Мир помалу стал возвращаться на польские равнины. Но король еще отбивал у пруссаков последние крепости, а Чарнецкий собирался вести польские войска в Данию, ибо Речь Посполитая не желала удоволиться лишь изгнанием врага.
На пепелищах отстраивались села и города, жители выходили из лесов, плуги начали бороздить поля.
Осенью 1657 года, по окончании венгерской войны, на большей части польских земель уже воцарился покой, и совсем спокойно было на Жмуди.
Те из лауданцев, что в свое время ушли с Володыёвским, были еще где-то в дальних краях, но скоро ожидались обратно.
Меж тем в Морозах, Волмонтовичах, Дрожейканах, Мозгах, в Гощунах и Пацунелях женщины, подростки и старики пахали землю, сеяли озимые, всем миром отстраивали хаты после пожоги, чтобы воины, возвратясь, имели, по крайней мере, крышу над головой и от голода не страдали.
Оленька вместе с мечником и Анусей Борзобогатой с некоторых пор жила в Водоктах. Пан Томаш не спешил возвращаться к себе в Биллевичи: деревня была сожжена, да и с девушками ему было веселей. И пока что с помощью Оленьки налаживал хозяйство в Водоктах.
Оленьке хотелось навести там образцовый порядок. Водокты вместе с Митрунами должны были перейти в собственность ордена бенедиктинок: бедная девушка предназначила эти деревни в дар монастырю, куда собиралась вступить послушницей в первый же день нового года.
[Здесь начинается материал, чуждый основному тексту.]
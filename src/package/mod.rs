// src/package/mod.rs

//! Format-agnostic package model
//!
//! A [`Package`] describes everything a generator needs: identity, version,
//! relationships to other packages, lifecycle scripts and the payload tree.
//! Generators own the package for the duration of a build.

mod validate;

pub use validate::RegexSet;

use crate::error::{Error, Result};
use crate::filesystem::{Directory, Node};
use std::collections::BTreeMap;
use std::fmt;
use std::str::FromStr;
use tracing::debug;

/// CPU architectures a package can target
#[derive(Debug, Clone, Copy, PartialEq, Eq, Hash, Default)]
pub enum Architecture {
    /// Architecture-independent
    #[default]
    Any,
    I386,
    X86_64,
    ARMv5,
    ARMv6h,
    ARMv7h,
    AArch64,
}

impl Architecture {
    /// Every variant, for exhaustiveness checks of format mappings
    pub const ALL: [Architecture; 7] = [
        Self::Any,
        Self::I386,
        Self::X86_64,
        Self::ARMv5,
        Self::ARMv6h,
        Self::ARMv7h,
        Self::AArch64,
    ];

    /// Canonical format-independent name
    pub fn name(&self) -> &'static str {
        match self {
            Self::Any => "any",
            Self::I386 => "i386",
            Self::X86_64 => "x86_64",
            Self::ARMv5 => "armv5",
            Self::ARMv6h => "armv6h",
            Self::ARMv7h => "armv7h",
            Self::AArch64 => "aarch64",
        }
    }
}

impl fmt::Display for Architecture {
    fn fmt(&self, f: &mut fmt::Formatter<'_>) -> fmt::Result {
        write!(f, "{}", self.name())
    }
}

impl FromStr for Architecture {
    type Err = Error;

    fn from_str(s: &str) -> Result<Self> {
        match s {
            "any" | "all" | "noarch" => Ok(Self::Any),
            "i386" | "i686" => Ok(Self::I386),
            "x86_64" | "amd64" => Ok(Self::X86_64),
            "armv5" | "arm" => Ok(Self::ARMv5),
            "armv6h" => Ok(Self::ARMv6h),
            "armv7h" | "armhf" => Ok(Self::ARMv7h),
            "aarch64" | "arm64" => Ok(Self::AArch64),
            _ => Err(Error::Definition(format!("unknown architecture \"{}\"", s))),
        }
    }
}

/// Lifecycle actions a package can attach scripts to
#[derive(Debug, Clone, Copy, PartialEq, Eq, PartialOrd, Ord, Hash)]
pub enum Action {
    /// Runs after installation and after every upgrade
    Setup,
    /// Runs after removal
    Cleanup,
}

impl fmt::Display for Action {
    fn fmt(&self, f: &mut fmt::Formatter<'_>) -> fmt::Result {
        match self {
            Self::Setup => write!(f, "setup"),
            Self::Cleanup => write!(f, "cleanup"),
        }
    }
}

/// A version requirement attached to a relationship, e.g. `>= 1.0`
#[derive(Debug, Clone, PartialEq, Eq)]
pub struct VersionConstraint {
    /// One of `<`, `<=`, `=`, `>=`, `>`
    pub relation: String,
    pub version: String,
}

/// A named link to another package (requires/provides/conflicts/replaces)
#[derive(Debug, Clone, PartialEq, Eq)]
pub struct Relationship {
    /// Related package name, possibly with `except:` / `group:` modifiers
    pub name: String,
    /// Zero constraints means any version
    pub constraints: Vec<VersionConstraint>,
}

impl Relationship {
    /// Relationship on any version of `name`
    pub fn new(name: impl Into<String>) -> Self {
        Self {
            name: name.into(),
            constraints: Vec::new(),
        }
    }

    /// Add a version constraint
    pub fn with_constraint(mut self, relation: &str, version: impl Into<String>) -> Self {
        self.constraints.push(VersionConstraint {
            relation: relation.to_string(),
            version: version.into(),
        });
        self
    }

    /// Parse a relationship string like `glibc>=2.34`, `foo = 1.0` or `bar`
    pub fn parse(input: &str) -> Result<Self> {
        let input = input.trim();

        let Some(pos) = input.find(['<', '>', '=']) else {
            if input.is_empty() {
                return Err(Error::Definition("empty relationship".to_string()));
            }
            return Ok(Self::new(input));
        };

        let (name, rest) = input.split_at(pos);
        let relation = ["<=", ">=", "<", ">", "="]
            .into_iter()
            .find(|op| rest.starts_with(op))
            .unwrap_or("=");
        let version = rest[relation.len()..].trim();
        let name = name.trim();

        if name.is_empty() || version.is_empty() {
            return Err(Error::Definition(format!(
                "cannot parse relationship \"{}\"",
                input
            )));
        }

        Ok(Self::new(name).with_constraint(relation, version))
    }
}

/// A package to be built
#[derive(Debug, Clone)]
pub struct Package {
    pub name: String,
    pub version: String,
    /// Release number of this version's packaging (pkgrel)
    pub release: u32,
    /// Version ordering override; 0 means no epoch
    pub epoch: u32,
    pub description: String,
    pub author: String,
    pub architecture: Architecture,
    pub requires: Vec<Relationship>,
    pub provides: Vec<Relationship>,
    pub conflicts: Vec<Relationship>,
    pub replaces: Vec<Relationship>,
    pub scripts: BTreeMap<Action, String>,
    /// Payload tree; entries are archive-relative
    pub fs_root: Directory,
}

impl Package {
    /// Create a package with release 1, no epoch and an empty payload
    pub fn new(name: impl Into<String>, version: impl Into<String>) -> Self {
        Self {
            name: name.into(),
            version: version.into(),
            release: 1,
            epoch: 0,
            description: String::new(),
            author: String::new(),
            architecture: Architecture::Any,
            requires: Vec::new(),
            provides: Vec::new(),
            conflicts: Vec::new(),
            replaces: Vec::new(),
            scripts: BTreeMap::new(),
            fs_root: Directory::new(),
        }
    }

    /// Script body for a lifecycle action, or "" when there is none
    pub fn script(&self, action: Action) -> &str {
        self.scripts.get(&action).map(String::as_str).unwrap_or("")
    }

    /// All relationship lists with the name of their kind
    pub fn relations(&self) -> [(&'static str, &[Relationship]); 4] {
        [
            ("requires", &self.requires),
            ("provides", &self.provides),
            ("conflicts", &self.conflicts),
            ("replaces", &self.replaces),
        ]
    }

    /// Normalize the package before member generation
    ///
    /// Script bodies lose trailing whitespace and whitespace-only scripts are
    /// dropped. Calling this more than once has no further effect.
    pub fn prepare_build(&mut self) {
        self.scripts.retain(|_, body| {
            let trimmed_len = body.trim_end().len();
            body.truncate(trimmed_len);
            !body.trim_start().is_empty()
        });

        debug!(
            "Prepared {} {}: {} scripts, {} payload bytes",
            self.name,
            self.version,
            self.scripts.len(),
            self.fs_root.stats().total_size
        );
    }

    /// Visit every payload entry with its archive-relative path
    pub fn walk_fs_with_relative_paths<F>(&self, visitor: F) -> Result<()>
    where
        F: FnMut(&str, &Node) -> Result<()>,
    {
        self.fs_root.walk(visitor)
    }

    /// Check names, versions and the architecture against a format's grammar
    ///
    /// Returns every violation found; an empty list means the package is
    /// acceptable for the format.
    pub fn validate_with(
        &self,
        grammar: &RegexSet,
        arch_map: impl Fn(Architecture) -> Option<&'static str>,
    ) -> Vec<Error> {
        validate::validate(self, grammar, arch_map)
    }
}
Долго она размышляла обо всем, что с нею случилось, об изменчивой своей судьбе, о разочарованиях и душевных муках, выпавших на ее долю, и пришла к убеждению, что такова, видно, воля божья. Ей казалось, будто чья-то всесильная рука толкает ее в монашескую обитель, чей голос внушает:
«Там обрящешь ты покои и отдохновение от мирской суеты!»
И Оленька решила внять этому голосу; чувствуя, однако, что душа ее еще не совсем отвратилась от всего земного, она старалась сперва подготовить себя жаркими молитвами, добрыми делами и трудом. Впрочем, в этих стараниях ей часто мешали доходившие из широкого мира вести.
Так, к примеру, люди стали поговаривать, будто знаменитый Бабинич не кто иной, как Кмициц. Одни с горячностью это отрицали, другие упорно поддерживали слухи.
Оленька слухам не поверила. Слишком свежи были в ее памяти все дикие выходки Кмицица, его служба у Радзивилла, чтобы она хоть на минуту могла предположить, будто он — победитель Богуслава, верный слуга короля и пылкий патриот. Однако покой ее был нарушен, а боль и горечь вновь пробудились в душе.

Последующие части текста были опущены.